Functional Execution

 

We enter the home navigation of SAP Fiori

Our first functional run

We’ll navigate to the jobs page where we can create a job and specify which test case we’ll be selecting. Here we choose employee lookup and select Chrome. Then we’ll hit run. The test will execute, and we can see validations happening in real time. Next, we can do the same thing for mobile web. We’ll go to the jobs page, add a new job, select our devices, and execute. Now we can see 3 devices running the same test case on the employee lookup module, as we had just done with web.

Responsive Execution

 

Each window is displaying a breakpoint that aligns with config file.

The My Accounts page displaying at 3 different breakpoints – note the column amount

Next we can run our automated script for responsive testing. As previously discussed, we will launch a few windows to test the SAP site at various breakpoints. And now that we’re in the Fiori Responsive project, we’ll select Web, go to jobs, and create a new job specifying the script we want to test on, which is the My Accounts page. Now we can go ahead and run. Our windows are launched, and we’ll see them run and validate our rules, simultaneously, for each breakpoint. Once the validations are complete, we can go ahead and look at our reports from our previous runs.

Functional Report

 

Our functional test run in Chrome was successful, with no errors

Functional test results – no errors!

We switch back to the functional project, navigate to our jobs module. From here we’ll click on what we just ran. And now we see the script with 12 validations, and 0 errors. if we click show all, we see the details for each step. If we had a failed step, we would’ve been able to hover over and see the reason why it failed, and subsequently click through, and alter the test case for the purpose of debugging. Now let’s see the results of our mobile web run. We click through jobs as we just did with Web. Select the job, and just like Web, we see 12 validations, 0 errors, with every step passing.

Responsive Report

 

A breakdown of our response test run, by breakpoint.

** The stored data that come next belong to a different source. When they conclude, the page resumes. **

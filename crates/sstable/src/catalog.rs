//! Registry of live runs.
//!
//! The catalog tracks every published run's metadata, hands out new file
//! paths, owns the reader cache, and picks size-tiered compaction
//! candidates. It is shared between the engine read path and the
//! compaction worker: list mutations take the writer lock, lookups take a
//! reader share.

use std::collections::{BTreeMap, HashMap};
use std::fs;
use std::path::{Path, PathBuf};
use std::sync::atomic::{AtomicU64, Ordering};
use std::sync::{Arc, Mutex, RwLock};

use record::Record;
use tracing::warn;

use crate::format::{self, RunMeta};
use crate::reader::RunReader;
use crate::RunError;

/// Size-tier boundaries for compaction grouping.
const TIER0_MAX_BYTES: u64 = 64 * 1024 * 1024;
const TIER1_MAX_BYTES: u64 = 256 * 1024 * 1024;
const TIER2_MAX_BYTES: u64 = 1024 * 1024 * 1024;

/// Tracks live runs, newest first, plus the reader cache and file-id
/// counter.
///
/// Invariant: every run in the list is fully written and present on disk;
/// removal from the list always deletes the underlying file.
pub struct Catalog {
    dir: PathBuf,
    runs: RwLock<Vec<RunMeta>>,
    readers: Mutex<HashMap<PathBuf, Arc<RunReader>>>,
    next_file_id: AtomicU64,
}

impl Catalog {
    /// Opens the catalog over `dir`, scanning existing `run_*.dat` files.
    ///
    /// Unreadable run files are logged and skipped so that one corrupt
    /// file does not take the whole store down; the file-id counter always
    /// advances past the highest id seen on disk.
    pub fn open<P: AsRef<Path>>(dir: P) -> Result<Self, RunError> {
        let dir = dir.as_ref().to_path_buf();
        fs::create_dir_all(&dir)?;

        let mut runs = Vec::new();
        let mut max_id = 0u64;
        for entry in fs::read_dir(&dir)? {
            let path = entry?.path();
            let Some(id) = path
                .file_name()
                .and_then(|n| n.to_str())
                .and_then(format::parse_run_file_id)
            else {
                continue;
            };
            max_id = max_id.max(id);
            match RunReader::open(&path) {
                Ok(reader) => runs.push(reader.meta().clone()),
                Err(e) => warn!(path = %path.display(), "failed to load run file: {e}"),
            }
        }
        sort_newest_first(&mut runs);

        Ok(Self {
            dir,
            runs: RwLock::new(runs),
            readers: Mutex::new(HashMap::new()),
            next_file_id: AtomicU64::new(max_id + 1),
        })
    }

    /// Path for the next run file; each call burns one id.
    pub fn new_path(&self) -> PathBuf {
        let id = self.next_file_id.fetch_add(1, Ordering::SeqCst);
        self.dir.join(format::run_file_name(id))
    }

    /// Inserts a fully-written run into the live list.
    pub fn publish(&self, meta: RunMeta) {
        let mut runs = self.runs.write().unwrap_or_else(|e| e.into_inner());
        runs.push(meta);
        sort_newest_first(&mut runs);
    }

    /// Removes `meta` from the live list, closes its cached reader, and
    /// deletes the file. Returns `false` if the run was not listed.
    pub fn retire(&self, meta: &RunMeta) -> bool {
        let mut runs = self.runs.write().unwrap_or_else(|e| e.into_inner());
        self.remove_locked(&mut runs, meta)
    }

    /// Atomically publishes the compaction output (if any) and retires its
    /// inputs, all under one writer-lock critical section so readers never
    /// observe the inputs gone before the output is visible.
    pub fn replace(&self, retired: &[RunMeta], new_meta: Option<RunMeta>) {
        let mut runs = self.runs.write().unwrap_or_else(|e| e.into_inner());
        if let Some(meta) = new_meta {
            runs.push(meta);
            sort_newest_first(&mut runs);
        }
        for meta in retired {
            self.remove_locked(&mut runs, meta);
        }
    }

    fn remove_locked(&self, runs: &mut Vec<RunMeta>, meta: &RunMeta) -> bool {
        let Some(pos) = runs.iter().position(|r| r.path == meta.path) else {
            return false;
        };
        runs.remove(pos);

        // Close the cached reader before deleting the file underneath it.
        let evicted = self
            .readers
            .lock()
            .unwrap_or_else(|e| e.into_inner())
            .remove(&meta.path);
        drop(evicted);

        if let Err(e) = fs::remove_file(&meta.path) {
            warn!(path = %meta.path.display(), "failed to delete retired run file: {e}");
        }
        true
    }

    /// Point lookup across all runs, newest first.
    ///
    /// The first run whose key bounds contain `key` and which holds a
    /// record for it wins; that record is the newest on-disk version. The
    /// reader handle is cloned out of the cache and released before
    /// returning, so a concurrent retire never deletes a file out from
    /// under a lookup.
    pub fn get(&self, key: &str) -> Result<Option<Record>, RunError> {
        let candidates: Vec<RunMeta> = {
            let runs = self.runs.read().unwrap_or_else(|e| e.into_inner());
            runs.iter().filter(|r| r.contains_key(key)).cloned().collect()
        };

        for meta in candidates {
            let reader = match self.reader(&meta) {
                Ok(r) => r,
                // The run may have been retired between the list snapshot
                // and the cache lookup.
                Err(RunError::Io(e)) if e.kind() == std::io::ErrorKind::NotFound => continue,
                Err(e) => return Err(e),
            };
            if let Some(rec) = reader.get(key)? {
                return Ok(Some(rec));
            }
        }
        Ok(None)
    }

    /// Cached reader for `meta`, opened on first use.
    pub fn reader(&self, meta: &RunMeta) -> Result<Arc<RunReader>, RunError> {
        let mut cache = self.readers.lock().unwrap_or_else(|e| e.into_inner());
        if let Some(reader) = cache.get(&meta.path) {
            return Ok(Arc::clone(reader));
        }
        let reader = Arc::new(RunReader::open(&meta.path)?);
        cache.insert(meta.path.clone(), Arc::clone(&reader));
        Ok(reader)
    }

    /// Metadata of all live runs, newest first.
    #[must_use]
    pub fn runs(&self) -> Vec<RunMeta> {
        self.runs.read().unwrap_or_else(|e| e.into_inner()).clone()
    }

    #[must_use]
    pub fn count(&self) -> usize {
        self.runs.read().unwrap_or_else(|e| e.into_inner()).len()
    }

    #[must_use]
    pub fn total_bytes(&self) -> u64 {
        let runs = self.runs.read().unwrap_or_else(|e| e.into_inner());
        runs.iter().map(|r| r.file_size).sum()
    }

    #[must_use]
    pub fn total_entries(&self) -> u64 {
        let runs = self.runs.read().unwrap_or_else(|e| e.into_inner());
        runs.iter().map(|r| u64::from(r.entry_count)).sum()
    }

    /// Groups live runs into size tiers:
    /// `<= 64 MiB` -> 0, `<= 256 MiB` -> 1, `<= 1 GiB` -> 2, else 3.
    #[must_use]
    pub fn group_by_tier(&self) -> BTreeMap<u8, Vec<RunMeta>> {
        let runs = self.runs.read().unwrap_or_else(|e| e.into_inner());
        let mut tiers: BTreeMap<u8, Vec<RunMeta>> = BTreeMap::new();
        for meta in runs.iter() {
            tiers
                .entry(tier_for_size(meta.file_size))
                .or_default()
                .push(meta.clone());
        }
        tiers
    }

    /// Picks compaction candidates: the most populated tier, oldest runs
    /// first, at most `max_files`. Returns an empty list when no tier has
    /// at least two runs.
    #[must_use]
    pub fn select_for_compaction(&self, max_files: usize) -> Vec<RunMeta> {
        let tiers = self.group_by_tier();
        let Some((_, mut candidates)) = tiers
            .into_iter()
            .max_by_key(|(tier, members)| (members.len(), std::cmp::Reverse(*tier)))
        else {
            return Vec::new();
        };
        if candidates.len() < 2 {
            return Vec::new();
        }

        // Oldest first: those have accumulated the most superseded data.
        candidates.sort_by_key(|r| (r.created_ms, r.file_id));
        candidates.truncate(max_files);
        candidates
    }

    /// Drops every cached reader, closing the underlying file handles.
    pub fn close(&self) {
        self.readers
            .lock()
            .unwrap_or_else(|e| e.into_inner())
            .clear();
    }
}

impl std::fmt::Debug for Catalog {
    fn fmt(&self, f: &mut std::fmt::Formatter<'_>) -> std::fmt::Result {
        f.debug_struct("Catalog")
            .field("dir", &self.dir)
            .field("runs", &self.count())
            .finish()
    }
}

fn sort_newest_first(runs: &mut [RunMeta]) {
    // File id breaks creation-timestamp ties: higher id means later file.
    runs.sort_by_key(|r| std::cmp::Reverse((r.created_ms, r.file_id)));
}

fn tier_for_size(file_size: u64) -> u8 {
    if file_size <= TIER0_MAX_BYTES {
        0
    } else if file_size <= TIER1_MAX_BYTES {
        1
    } else if file_size <= TIER2_MAX_BYTES {
        2
    } else {
        3
    }
}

Results of our responsive test run

Now let’s see the result of our responsive test. We go back to our responsive project, go to web, jobs and select our job. We’ll download the Galen report through Awetest and open it to see our results.. We can click through and view the report for each individual browser window; again, each window represented a different breakpoint. We’ll expand all to view our rules, and we can see details by clicking on one.

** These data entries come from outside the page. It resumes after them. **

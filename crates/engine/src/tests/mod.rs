mod read_tests;
mod recovery_tests;
mod write_tests;

use std::path::Path;
use std::time::{Duration, Instant};

use crate::{Engine, EngineConfig};

/// Polls `cond` until it holds or a 5-second deadline passes. The flush
/// worker clears the frozen slot before it truncates the WAL, so tests
/// asserting on the WAL file must tolerate that tiny window.
pub fn wait_until(mut cond: impl FnMut() -> bool) {
    let deadline = Instant::now() + Duration::from_secs(5);
    while !cond() && Instant::now() < deadline {
        std::thread::sleep(Duration::from_millis(5));
    }
    assert!(cond(), "condition not reached within deadline");
}

/// Config with background compaction effectively disabled and per-write
/// fsync, so tests control every state transition themselves.
pub fn test_config() -> EngineConfig {
    EngineConfig {
        compaction_interval_ms: 3_600_000,
        wal_sync_interval_ms: 0,
        ..EngineConfig::default()
    }
}

pub fn open_engine(dir: &Path, flush_threshold: usize) -> Engine {
    let config = EngineConfig {
        flush_threshold,
        ..test_config()
    };
    Engine::open(dir, config).unwrap()
}

pub fn count_run_files(dir: &Path) -> usize {
    std::fs::read_dir(dir)
        .unwrap()
        .filter_map(|e| e.ok())
        .filter(|e| {
            e.path()
                .extension()
                .and_then(|s| s.to_str())
                .map(|ext| ext == "dat")
                .unwrap_or(false)
        })
        .count()
}

/// Opens every run file in `dir` and collects `(key, value, tombstone)`
/// triples across all of them.
pub fn dump_runs(dir: &Path) -> Vec<(String, Option<String>, bool)> {
    let mut out = Vec::new();
    for entry in std::fs::read_dir(dir).unwrap() {
        let path = entry.unwrap().path();
        if path.extension().and_then(|s| s.to_str()) != Some("dat") {
            continue;
        }
        let reader = sstable::RunReader::open(&path).unwrap();
        let mut iter = reader.iter(None, None).unwrap();
        while let Some(record) = iter.next_record().unwrap() {
            out.push((
                record.key().to_string(),
                record.value().map(str::to_string),
                record.is_tombstone(),
            ));
        }
    }
    out
}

Galen takes screenshots that highlight the validated elements in our test runs.

We can see the validated elements highlighted in our results.

As you can see this opens a screenshot showing a highlighted element which was validated. Here we see all of our columns displaying correctly. For big desktop we’ll have the most columns; here we had 8 that were correctly validated. Now we’ll go back and check desktop device. Here we see 6 columns, validated correctly as we can see in the screenshot. For our mobile device, we should have 0. And finally, our tablet device will have 4 columns. All of our validated elements were correct for each breakpoint, meaning we had no errors.

 

So now you’ve seen how simple it is to set up, run, and check out the report of SAP Fiori automated functional and responsive test cases through Awetest. Fiori’s collection of modules means there is always more to be automated; We’re continuing to expand our test coverage to validate their functionality across an increasing variety of devices.